//! Root application module.
//!
//! Contains the main App component and the AppContext that owns the shell
//! and its timers.

use gloo_timers::callback::Interval;
use gloo_timers::future::TimeoutFuture;
use leptos::prelude::*;
use wasm_bindgen_futures::spawn_local;

use termfolio_core::config::{DEFAULT_THEME, LIGHT_THEME};
use termfolio_core::{Completed, Effect, Key, Pending, Shell, ShellConfig};

use crate::components::Screen;

// ============================================================================
// AppContext
// ============================================================================

/// Application-wide reactive context.
///
/// Provided at the root of the component tree and accessed from any child
/// with `use_context::<AppContext>()`. The [`Shell`] holds all session
/// state; this type only adds the browser timers around it.
#[derive(Clone, Copy)]
pub struct AppContext {
    /// The shell emulator.
    pub shell: RwSignal<Shell>,
    /// Running `launch_portfolio` tour. Dropping it cancels the timer.
    tour: StoredValue<Option<Interval>, LocalStorage>,
}

impl AppContext {
    pub fn new(config: ShellConfig) -> Self {
        Self {
            shell: RwSignal::new(Shell::with_config(config)),
            tour: StoredValue::new_local(None),
        }
    }

    /// Forward a key to the shell, scheduling any command it submits.
    pub fn key(&self, key: Key) {
        if let Some(pending) = self.shell.try_update(|s| s.key(key)).flatten() {
            self.schedule(pending);
        }
    }

    /// Forward a text change of the prompt.
    pub fn set_input(&self, text: String) {
        self.shell.update(|s| s.set_input(text));
    }

    /// Complete a pending command once its processing delay has passed.
    fn schedule(&self, pending: Pending) {
        let ctx = *self;
        log::debug!("{:?} due in {}ms", pending.command(), pending.delay_ms());
        let delay = u32::try_from(pending.delay_ms()).unwrap_or(u32::MAX);

        spawn_local(async move {
            TimeoutFuture::new(delay).await;
            if let Some(done) = ctx.shell.try_update(|s| s.complete(pending)) {
                ctx.on_completed(done);
            }
        });
    }

    fn on_completed(&self, done: Completed) {
        match done.effect {
            Some(Effect::StartTour) => self.start_tour(),
            Some(Effect::Navigate(_) | Effect::OpenEditor(_)) => self.load_editor(),
            _ => {}
        }
    }

    /// Clear the editor's loading flag after the configured delay.
    pub fn load_editor(&self) {
        let ctx = *self;
        let delay = self
            .shell
            .with_untracked(|s| s.config().editor_load_delay_ms);
        let delay = u32::try_from(delay).unwrap_or(u32::MAX);

        spawn_local(async move {
            TimeoutFuture::new(delay).await;
            ctx.shell.update(|s| s.finish_loading());
        });
    }

    /// Start (or restart) the tour timer.
    fn start_tour(&self) {
        let ctx = *self;
        let interval_ms = self.shell.with_untracked(|s| s.config().tour_interval_ms);

        let interval = Interval::new(interval_ms, move || {
            let still_running = ctx
                .shell
                .try_update(|s| {
                    s.tour_tick();
                    s.tour_active()
                })
                .unwrap_or(false);
            ctx.load_editor();

            if !still_running {
                // The interval cannot be dropped from inside its own callback.
                spawn_local(async move {
                    ctx.tour.set_value(None);
                });
            }
        });

        // Replacing the old interval cancels it.
        self.tour.set_value(Some(interval));
    }

    /// Open a section file in the editor, as when a file name is clicked.
    pub fn open_file(&self, file_name: &'static str) {
        let opened = self.shell.try_update(|s| s.open_file(file_name));
        match opened {
            Some(Ok(_)) => self.load_editor(),
            Some(Err(e)) => log::warn!("{}", e),
            None => {}
        }
    }

    /// Switch between the default and the light theme.
    pub fn toggle_theme(&self) {
        self.shell.update(|s| {
            let next = if s.session().theme() == LIGHT_THEME {
                DEFAULT_THEME
            } else {
                LIGHT_THEME
            };
            s.set_theme(next);
        });
    }

    pub fn toggle_shell_view(&self) {
        let visible = self.shell.try_update(|s| s.toggle_shell_view());
        if visible == Some(true) {
            self.load_editor();
        }
    }
}

impl Default for AppContext {
    fn default() -> Self {
        Self::new(ShellConfig::default())
    }
}

/// Root application component with error boundary.
#[component]
pub fn App() -> impl IntoView {
    let ctx = AppContext::default();
    provide_context(ctx);

    view! {
        <ErrorBoundary
            fallback=|errors| view! {
                <div style="
                    display: flex;
                    flex-direction: column;
                    align-items: center;
                    justify-content: center;
                    height: 100vh;
                    background: #0a0e27;
                    color: #e0e0e0;
                    font-family: 'Courier New', monospace;
                ">
                    <h1 style="color: #ff6b6b;">"Something went wrong"</h1>
                    <ul style="color: #ff6b6b;">
                        {move || errors.get()
                            .into_iter()
                            .map(|(_, e)| view! { <li>{e.to_string()}</li> })
                            .collect::<Vec<_>>()
                        }
                    </ul>
                    <button on:click=move |_| {
                        if let Some(window) = web_sys::window() {
                            let _ = window.location().reload();
                        }
                    }>
                        "Reload Page"
                    </button>
                </div>
            }
        >
            <Screen />
        </ErrorBoundary>
    }
}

▬▬▬▬▬▬

▶ WHAT TO PRODUCE: Count, in the data above, the lines that hold "color". Return only that count.

▶ TASK SOLUTION: 3